Report every line of the listing below in which the string "actual" appears.

══════

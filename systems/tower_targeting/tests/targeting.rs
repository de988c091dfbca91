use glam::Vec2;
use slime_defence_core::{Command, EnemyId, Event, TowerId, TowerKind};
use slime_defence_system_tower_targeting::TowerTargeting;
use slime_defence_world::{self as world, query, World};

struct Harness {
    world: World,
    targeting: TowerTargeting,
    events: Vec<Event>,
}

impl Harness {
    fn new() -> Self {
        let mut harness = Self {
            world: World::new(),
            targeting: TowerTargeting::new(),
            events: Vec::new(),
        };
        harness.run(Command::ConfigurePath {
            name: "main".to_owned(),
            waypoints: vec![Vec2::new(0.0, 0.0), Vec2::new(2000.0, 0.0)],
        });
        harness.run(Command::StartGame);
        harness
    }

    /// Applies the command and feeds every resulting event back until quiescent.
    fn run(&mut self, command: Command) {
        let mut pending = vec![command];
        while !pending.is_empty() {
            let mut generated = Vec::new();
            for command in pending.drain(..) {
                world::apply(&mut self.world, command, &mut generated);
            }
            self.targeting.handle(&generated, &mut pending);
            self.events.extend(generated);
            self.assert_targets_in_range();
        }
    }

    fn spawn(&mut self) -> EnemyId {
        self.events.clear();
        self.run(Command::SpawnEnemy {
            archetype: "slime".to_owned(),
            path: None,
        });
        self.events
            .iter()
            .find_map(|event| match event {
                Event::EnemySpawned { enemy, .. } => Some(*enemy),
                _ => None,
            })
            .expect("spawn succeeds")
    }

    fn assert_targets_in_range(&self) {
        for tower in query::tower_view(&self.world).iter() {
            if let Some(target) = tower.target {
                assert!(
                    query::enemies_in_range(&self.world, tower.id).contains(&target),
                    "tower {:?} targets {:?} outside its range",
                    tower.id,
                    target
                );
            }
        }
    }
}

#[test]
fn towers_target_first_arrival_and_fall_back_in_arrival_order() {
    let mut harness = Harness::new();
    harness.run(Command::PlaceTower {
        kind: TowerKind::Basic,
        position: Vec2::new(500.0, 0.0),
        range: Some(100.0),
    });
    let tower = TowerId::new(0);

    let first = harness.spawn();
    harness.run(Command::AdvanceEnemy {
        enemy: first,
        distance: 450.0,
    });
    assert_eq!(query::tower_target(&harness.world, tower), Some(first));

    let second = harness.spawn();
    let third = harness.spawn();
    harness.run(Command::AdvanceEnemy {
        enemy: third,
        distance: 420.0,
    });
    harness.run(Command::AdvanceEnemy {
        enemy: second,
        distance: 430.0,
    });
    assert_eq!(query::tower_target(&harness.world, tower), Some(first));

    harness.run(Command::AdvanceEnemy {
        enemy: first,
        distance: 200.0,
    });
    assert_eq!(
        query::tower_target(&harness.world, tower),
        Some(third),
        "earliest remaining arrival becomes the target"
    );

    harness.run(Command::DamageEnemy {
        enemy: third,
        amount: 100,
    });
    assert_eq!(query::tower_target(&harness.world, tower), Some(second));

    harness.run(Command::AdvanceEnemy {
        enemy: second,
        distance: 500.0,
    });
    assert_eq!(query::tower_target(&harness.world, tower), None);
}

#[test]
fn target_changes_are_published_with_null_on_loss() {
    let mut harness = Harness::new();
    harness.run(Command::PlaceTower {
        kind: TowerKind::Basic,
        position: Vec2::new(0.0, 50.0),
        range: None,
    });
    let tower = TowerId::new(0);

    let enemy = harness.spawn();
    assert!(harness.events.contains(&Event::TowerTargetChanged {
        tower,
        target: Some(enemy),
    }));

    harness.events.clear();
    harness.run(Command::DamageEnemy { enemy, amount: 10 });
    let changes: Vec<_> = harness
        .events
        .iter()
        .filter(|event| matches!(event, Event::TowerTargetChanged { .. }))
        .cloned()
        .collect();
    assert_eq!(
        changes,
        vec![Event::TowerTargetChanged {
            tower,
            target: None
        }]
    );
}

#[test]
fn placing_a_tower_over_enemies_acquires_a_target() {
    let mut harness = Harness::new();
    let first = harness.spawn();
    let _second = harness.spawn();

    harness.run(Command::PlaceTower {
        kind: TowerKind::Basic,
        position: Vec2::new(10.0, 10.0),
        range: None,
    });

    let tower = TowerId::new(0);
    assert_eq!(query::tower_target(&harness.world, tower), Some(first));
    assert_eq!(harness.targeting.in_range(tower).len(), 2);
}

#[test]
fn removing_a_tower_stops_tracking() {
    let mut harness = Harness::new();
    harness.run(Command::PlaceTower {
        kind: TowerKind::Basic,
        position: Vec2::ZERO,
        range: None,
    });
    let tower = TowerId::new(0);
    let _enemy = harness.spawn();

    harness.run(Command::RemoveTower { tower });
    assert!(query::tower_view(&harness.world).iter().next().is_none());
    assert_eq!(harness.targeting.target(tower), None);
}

══════

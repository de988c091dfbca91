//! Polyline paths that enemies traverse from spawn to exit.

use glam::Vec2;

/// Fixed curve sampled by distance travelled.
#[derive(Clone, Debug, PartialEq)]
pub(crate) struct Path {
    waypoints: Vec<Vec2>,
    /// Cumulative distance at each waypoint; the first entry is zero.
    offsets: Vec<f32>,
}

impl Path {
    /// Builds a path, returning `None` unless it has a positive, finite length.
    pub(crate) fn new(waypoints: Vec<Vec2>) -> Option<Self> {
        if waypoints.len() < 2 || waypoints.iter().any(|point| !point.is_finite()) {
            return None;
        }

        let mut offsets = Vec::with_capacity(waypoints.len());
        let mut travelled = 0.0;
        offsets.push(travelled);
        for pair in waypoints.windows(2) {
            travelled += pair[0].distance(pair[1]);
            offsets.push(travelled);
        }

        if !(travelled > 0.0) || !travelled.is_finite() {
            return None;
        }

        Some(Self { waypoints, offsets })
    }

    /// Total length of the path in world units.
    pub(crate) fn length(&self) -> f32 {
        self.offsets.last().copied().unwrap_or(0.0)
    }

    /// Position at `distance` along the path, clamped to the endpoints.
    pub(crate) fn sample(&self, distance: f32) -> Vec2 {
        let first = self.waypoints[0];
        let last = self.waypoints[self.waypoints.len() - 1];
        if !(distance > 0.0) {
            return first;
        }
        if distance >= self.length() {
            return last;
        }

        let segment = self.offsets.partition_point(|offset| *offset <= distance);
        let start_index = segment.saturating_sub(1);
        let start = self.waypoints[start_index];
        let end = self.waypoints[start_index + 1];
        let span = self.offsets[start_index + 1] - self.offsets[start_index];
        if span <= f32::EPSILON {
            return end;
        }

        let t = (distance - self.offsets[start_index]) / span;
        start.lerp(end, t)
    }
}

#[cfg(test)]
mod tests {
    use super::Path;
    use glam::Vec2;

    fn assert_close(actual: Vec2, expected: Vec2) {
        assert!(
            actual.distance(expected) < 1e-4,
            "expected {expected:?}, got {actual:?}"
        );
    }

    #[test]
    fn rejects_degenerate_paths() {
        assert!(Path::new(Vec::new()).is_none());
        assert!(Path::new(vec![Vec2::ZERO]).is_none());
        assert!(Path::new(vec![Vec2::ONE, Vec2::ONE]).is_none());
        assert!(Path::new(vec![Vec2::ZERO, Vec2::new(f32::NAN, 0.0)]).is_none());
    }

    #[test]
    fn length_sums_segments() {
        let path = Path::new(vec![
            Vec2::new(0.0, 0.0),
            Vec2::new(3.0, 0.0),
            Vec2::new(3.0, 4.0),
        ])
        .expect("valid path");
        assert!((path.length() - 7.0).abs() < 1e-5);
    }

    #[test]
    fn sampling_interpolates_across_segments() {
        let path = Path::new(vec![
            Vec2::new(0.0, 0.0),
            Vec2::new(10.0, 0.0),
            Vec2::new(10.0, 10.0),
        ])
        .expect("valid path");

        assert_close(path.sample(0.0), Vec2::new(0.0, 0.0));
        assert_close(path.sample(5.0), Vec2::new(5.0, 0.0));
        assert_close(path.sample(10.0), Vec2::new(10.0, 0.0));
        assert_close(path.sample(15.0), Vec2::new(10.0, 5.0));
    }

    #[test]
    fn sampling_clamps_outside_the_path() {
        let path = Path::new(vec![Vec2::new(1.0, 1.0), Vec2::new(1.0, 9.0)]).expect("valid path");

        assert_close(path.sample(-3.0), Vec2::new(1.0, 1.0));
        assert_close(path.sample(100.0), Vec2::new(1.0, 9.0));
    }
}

══════

■ RESULT OF THE TASK:
    fn assert_close(actual: Vec2, expected: Vec2) {
            actual.distance(expected) < 1e-4,
            "expected {expected:?}, got {actual:?}"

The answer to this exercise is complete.